■ **Task brief**:
State how many lines in the following entries hold the word "characters". The reply is that number only.

■ **Input data**:
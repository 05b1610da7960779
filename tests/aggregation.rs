//! End-to-end tests of the media service against an in-memory bus.

#![cfg_attr(test, allow(clippy::unwrap_used))]

mod common;

use std::time::Duration;

use common::{FakeBus, id, info, settle, start};
use mediabar::{
    config::MediaConfig,
    services::mpris::{MediaEvent, PlaybackState, PlayerCommand, PlayerEvent},
};
use tokio::time::sleep;

mod selection {
    use super::*;

    #[tokio::test(start_paused = true)]
    async fn first_available_player_is_selected_on_start() {
        let bus = FakeBus::with_players(&[
            ("vlc", info(PlaybackState::Paused, "Muse", "Starlight")),
            ("mpv", info(PlaybackState::Paused, "Air", "Alone in Kyoto")),
        ]);

        let service = start(&bus, &MediaConfig::default()).await;

        assert_eq!(service.current_player(), Some(id("vlc")));
        let display = service.display();
        assert_eq!(display.title, "Muse - Starlight");
        assert_eq!(display.index_label, "[1/2]");
        service.shutdown().await;
    }

    #[tokio::test(start_paused = true)]
    async fn playing_player_takes_over() {
        let bus = FakeBus::with_players(&[
            ("vlc", info(PlaybackState::Playing, "Muse", "Starlight")),
            ("mpv", info(PlaybackState::Paused, "Air", "Alone in Kyoto")),
        ]);
        let service = start(&bus, &MediaConfig::default()).await;
        assert_eq!(service.current_player(), Some(id("vlc")));

        bus.update("mpv", info(PlaybackState::Playing, "Air", "Alone in Kyoto"));
        settle().await;

        assert_eq!(service.current_player(), Some(id("mpv")));
        assert_eq!(service.display().title, "Air - Alone in Kyoto");
        service.shutdown().await;
    }

    #[tokio::test(start_paused = true)]
    async fn switching_players_restarts_the_marquee() {
        let long = "An Extraordinarily Long Song Title That Needs Scrolling";
        let bus = FakeBus::with_players(&[
            ("vlc", info(PlaybackState::Playing, "Band", long)),
            ("mpv", info(PlaybackState::Paused, "Other Band", long)),
        ]);
        let service = start(&bus, &MediaConfig::default()).await;

        sleep(Duration::from_secs(7)).await;
        let scrolled = service.display();
        assert!(!scrolled.visible_title.starts_with("Band - "));

        bus.update("mpv", info(PlaybackState::Playing, "Other Band", long));
        settle().await;

        let display = service.display();
        assert_eq!(display.player, Some(id("mpv")));
        assert!(display.visible_title.starts_with("Other Band - "));
        service.shutdown().await;
    }

    #[tokio::test(start_paused = true)]
    async fn select_next_cycles_available_players() {
        let bus = FakeBus::with_players(&[
            ("a", info(PlaybackState::Paused, "A", "one")),
            ("b", info(PlaybackState::Paused, "B", "two")),
            ("c", info(PlaybackState::Paused, "C", "three")),
        ]);
        let service = start(&bus, &MediaConfig::default()).await;

        let mut seen = vec![service.current_player().unwrap()];
        for _ in 0..3 {
            service.select_next().unwrap();
            settle().await;
            seen.push(service.current_player().unwrap());
        }

        assert_eq!(seen, vec![id("a"), id("b"), id("c"), id("a")]);
        service.shutdown().await;
    }

    #[tokio::test(start_paused = true)]
    async fn ignored_players_are_never_selected() {
        let bus = FakeBus::with_players(&[
            ("spotify", info(PlaybackState::Playing, "Muse", "Uprising")),
            ("vlc", info(PlaybackState::Paused, "Muse", "Starlight")),
        ]);
        let config = MediaConfig {
            ignored_players: "'Spotify'".to_string(),
            ..MediaConfig::default()
        };

        let service = start(&bus, &config).await;

        assert_eq!(service.current_player(), Some(id("vlc")));
        assert_eq!(service.display().index_label, "[1/1]");
        service.shutdown().await;
    }
}

mod lifecycle {
    use super::*;

    #[tokio::test(start_paused = true)]
    async fn players_appear_and_vanish() {
        let bus = FakeBus::with_players(&[]);
        let service = start(&bus, &MediaConfig::default()).await;
        assert_eq!(service.current_player(), None);

        bus.appear("vlc", info(PlaybackState::Playing, "Muse", "Starlight"));
        settle().await;
        assert_eq!(service.current_player(), Some(id("vlc")));
        assert_eq!(service.players().len(), 1);

        bus.vanish("vlc");
        settle().await;
        assert_eq!(service.current_player(), None);
        assert!(service.players().is_empty());
        assert_eq!(service.display().player, None);
        service.shutdown().await;
    }

    #[tokio::test(start_paused = true)]
    async fn vanished_current_player_hands_over() {
        let bus = FakeBus::with_players(&[
            ("vlc", info(PlaybackState::Playing, "Muse", "Starlight")),
            ("mpv", info(PlaybackState::Paused, "Air", "Alone in Kyoto")),
        ]);
        let service = start(&bus, &MediaConfig::default()).await;

        bus.vanish("vlc");
        settle().await;

        assert_eq!(service.current_player(), Some(id("mpv")));
        service.shutdown().await;
    }

    #[tokio::test(start_paused = true)]
    async fn stopped_player_is_dropped_after_grace() {
        let bus = FakeBus::with_players(&[(
            "vlc",
            info(PlaybackState::Playing, "Muse", "Starlight"),
        )]);
        let service = start(&bus, &MediaConfig::default()).await;

        bus.update("vlc", info(PlaybackState::Stopped, "Muse", "Starlight"));
        settle().await;
        assert_eq!(service.current_player(), Some(id("vlc")));

        sleep(Duration::from_millis(2100)).await;
        assert_eq!(service.current_player(), None);
        service.shutdown().await;
    }

    #[tokio::test(start_paused = true)]
    async fn brief_stop_keeps_the_player() {
        let bus = FakeBus::with_players(&[(
            "vlc",
            info(PlaybackState::Playing, "Muse", "Starlight"),
        )]);
        let service = start(&bus, &MediaConfig::default()).await;

        bus.update("vlc", info(PlaybackState::Stopped, "Muse", "Starlight"));
        sleep(Duration::from_secs(1)).await;
        bus.update("vlc", info(PlaybackState::Playing, "Muse", "Starlight"));
        sleep(Duration::from_secs(3)).await;

        assert_eq!(service.current_player(), Some(id("vlc")));
        assert_eq!(service.display().state, PlaybackState::Playing);
        service.shutdown().await;
    }
}

mod position {
    use super::*;

    #[tokio::test(start_paused = true)]
    async fn seek_updates_the_display() {
        let bus = FakeBus::with_players(&[(
            "vlc",
            info(PlaybackState::Paused, "Muse", "Starlight"),
        )]);
        let service = start(&bus, &MediaConfig::default()).await;
        settle().await;

        bus.post(MediaEvent::Player {
            id: id("vlc"),
            event: PlayerEvent::Seeked(90_000_000),
        });
        settle().await;

        let display = service.display();
        assert_eq!(display.position, 90_000_000);
        assert_eq!(display.position_ratio, Some(0.5));
        service.shutdown().await;
    }

    #[tokio::test(start_paused = true)]
    async fn seek_on_other_player_leaves_display_alone() {
        let bus = FakeBus::with_players(&[
            ("vlc", info(PlaybackState::Paused, "Muse", "Starlight")),
            ("mpv", info(PlaybackState::Paused, "Air", "Alone in Kyoto")),
        ]);
        let service = start(&bus, &MediaConfig::default()).await;
        settle().await;

        bus.post(MediaEvent::Player {
            id: id("mpv"),
            event: PlayerEvent::Seeked(60_000_000),
        });
        settle().await;

        assert_eq!(service.current_player(), Some(id("vlc")));
        assert_eq!(service.display().position, 0);
        service.shutdown().await;
    }
}

mod commands {
    use super::*;

    #[tokio::test(start_paused = true)]
    async fn commands_reach_the_current_player() {
        let bus = FakeBus::with_players(&[
            ("vlc", info(PlaybackState::Playing, "Muse", "Starlight")),
            ("mpv", info(PlaybackState::Paused, "Air", "Alone in Kyoto")),
        ]);
        let service = start(&bus, &MediaConfig::default()).await;

        service.play_pause().unwrap();
        service.next().unwrap();
        settle().await;

        assert_eq!(
            bus.commands("vlc"),
            vec![PlayerCommand::PlayPause, PlayerCommand::Next]
        );
        assert!(bus.commands("mpv").is_empty());
        service.shutdown().await;
    }

    #[tokio::test(start_paused = true)]
    async fn commands_without_player_are_dropped() {
        let bus = FakeBus::with_players(&[]);
        let service = start(&bus, &MediaConfig::default()).await;

        service.previous().unwrap();
        settle().await;

        assert_eq!(service.current_player(), None);
        service.shutdown().await;
    }
}
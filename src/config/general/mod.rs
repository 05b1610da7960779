mod log_level;

pub use log_level::LogLevel;
use schemars::JsonSchema;
use serde::{Deserialize, Serialize};

/// General configuration settings for mediabar.
#[derive(Debug, Clone, PartialEq, Eq, Serialize, Deserialize, JsonSchema, Default)]
pub struct GeneralConfig {
    /// Default logging level, overridden by `RUST_LOG`.
    #[serde(default)]
    pub log_level: LogLevel,
}
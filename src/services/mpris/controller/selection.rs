use crate::services::mpris::PlayerId;

/// Round-robin scan for the next available player.
///
/// Scans forward from the slot after `pivot`, then wraps around from the
/// start up to (not including) the pivot. Without a pivot, or with one that
/// is not in `players`, the whole list is scanned from the start.
pub(crate) fn select_next<'a>(
    players: &'a [PlayerId],
    pivot: Option<&PlayerId>,
    is_available: impl Fn(&PlayerId) -> bool,
) -> Option<&'a PlayerId> {
    let start = pivot.and_then(|pivot| players.iter().position(|id| id == pivot));

    match start {
        Some(index) => players[index + 1..]
            .iter()
            .chain(&players[..index])
            .find(|id| is_available(id)),
        None => players.iter().find(|id| is_available(id)),
    }
}

#[cfg(test)]
mod tests {
    use super::*;

    fn ids(names: &[&str]) -> Vec<PlayerId> {
        names
            .iter()
            .map(|name| PlayerId::from_bus_name(&format!("org.mpris.MediaPlayer2.{name}")))
            .collect()
    }

    #[test]
    fn scans_forward_from_pivot() {
        let players = ids(&["a", "b", "c"]);

        let next = select_next(&players, Some(&players[1]), |_| true);

        assert_eq!(next, Some(&players[2]));
    }

    #[test]
    fn wraps_around_before_pivot() {
        let players = ids(&["a", "b", "c"]);
        let c = players[2].clone();

        let next = select_next(&players, Some(&players[1]), |id| *id != c);

        assert_eq!(next, Some(&players[0]));
    }

    #[test]
    fn pivot_itself_is_never_selected() {
        let players = ids(&["a", "b"]);
        let b = players[1].clone();

        assert_eq!(select_next(&players, Some(&b), |id| *id == b), None);
    }

    #[test]
    fn without_pivot_scans_whole_list() {
        let players = ids(&["a", "b", "c"]);
        let b = players[1].clone();

        assert_eq!(select_next(&players, None, |id| *id == b), Some(&b));
    }

    #[test]
    fn empty_list_selects_nothing() {
        assert_eq!(select_next(&[], None, |_| true), None);
    }
}
use std::time::Duration;

use crate::config::MediaConfig;

/// Scrolling window over a title that is wider than the widget.
///
/// Widths and offsets count characters. After a reset the window holds at
/// the start for a number of ticks, then moves `step` characters per tick to
/// the end, bounces back to the start and waits again.
#[derive(Debug, Clone, PartialEq, Eq)]
pub struct Marquee {
    enabled: bool,
    width: usize,
    step: usize,
    hold_ticks: u64,
    countdown: u64,
    offset: usize,
    forward: bool,
}

impl Marquee {
    /// Build from the media configuration.
    pub fn new(config: &MediaConfig) -> Self {
        let interval = config.scroll_interval_ms.max(1);
        // Whole ticks per second first, so 300 ms ticks hold 15 ticks over 5 s.
        let hold_ticks = config.scroll_before_timeout_s.saturating_mul(1000 / interval);

        Self {
            enabled: config.scroll_title,
            width: config.title_max_width.max(1),
            step: config.scroll_step.max(1),
            hold_ticks,
            countdown: hold_ticks,
            offset: 0,
            forward: true,
        }
    }

    /// Tick period, `None` when scrolling is disabled.
    pub fn interval(config: &MediaConfig) -> Option<Duration> {
        config
            .scroll_title
            .then(|| Duration::from_millis(config.scroll_interval_ms.max(1)))
    }

    /// Current offset in characters.
    pub fn offset(&self) -> usize {
        self.offset
    }

    /// Back to the start, holding for the full pre-scroll delay.
    pub fn reset(&mut self) {
        self.countdown = self.hold_ticks;
        self.offset = 0;
        self.forward = true;
    }

    /// Advance one tick for a title of `len` characters.
    ///
    /// Returns `true` when the visible window moved.
    pub fn tick(&mut self, len: usize) -> bool {
        if !self.enabled || len <= self.width {
            let moved = self.offset != 0;
            self.reset();
            return moved;
        }

        if self.countdown > 0 {
            self.countdown -= 1;
            return false;
        }

        let end = len - self.width;
        if self.forward {
            self.offset = (self.offset + self.step).min(end);
            if self.offset == end {
                self.forward = false;
            }
        } else {
            self.offset = self.offset.saturating_sub(self.step);
            if self.offset == 0 {
                self.forward = true;
                self.countdown = self.hold_ticks;
            }
        }

        true
    }

    /// The part of `text` currently visible.
    ///
    /// With scrolling disabled, overlong text is cut and ends with an ellipsis.
    pub fn window(&self, text: &str) -> String {
        let len = text.chars().count();
        if len <= self.width {
            return text.to_string();
        }

        if !self.enabled {
            let mut cut: String = text.chars().take(self.width.saturating_sub(1)).collect();
            cut.push('…');
            return cut;
        }

        text.chars().skip(self.offset).take(self.width).collect()
    }
}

■ **Exercise solution**:
4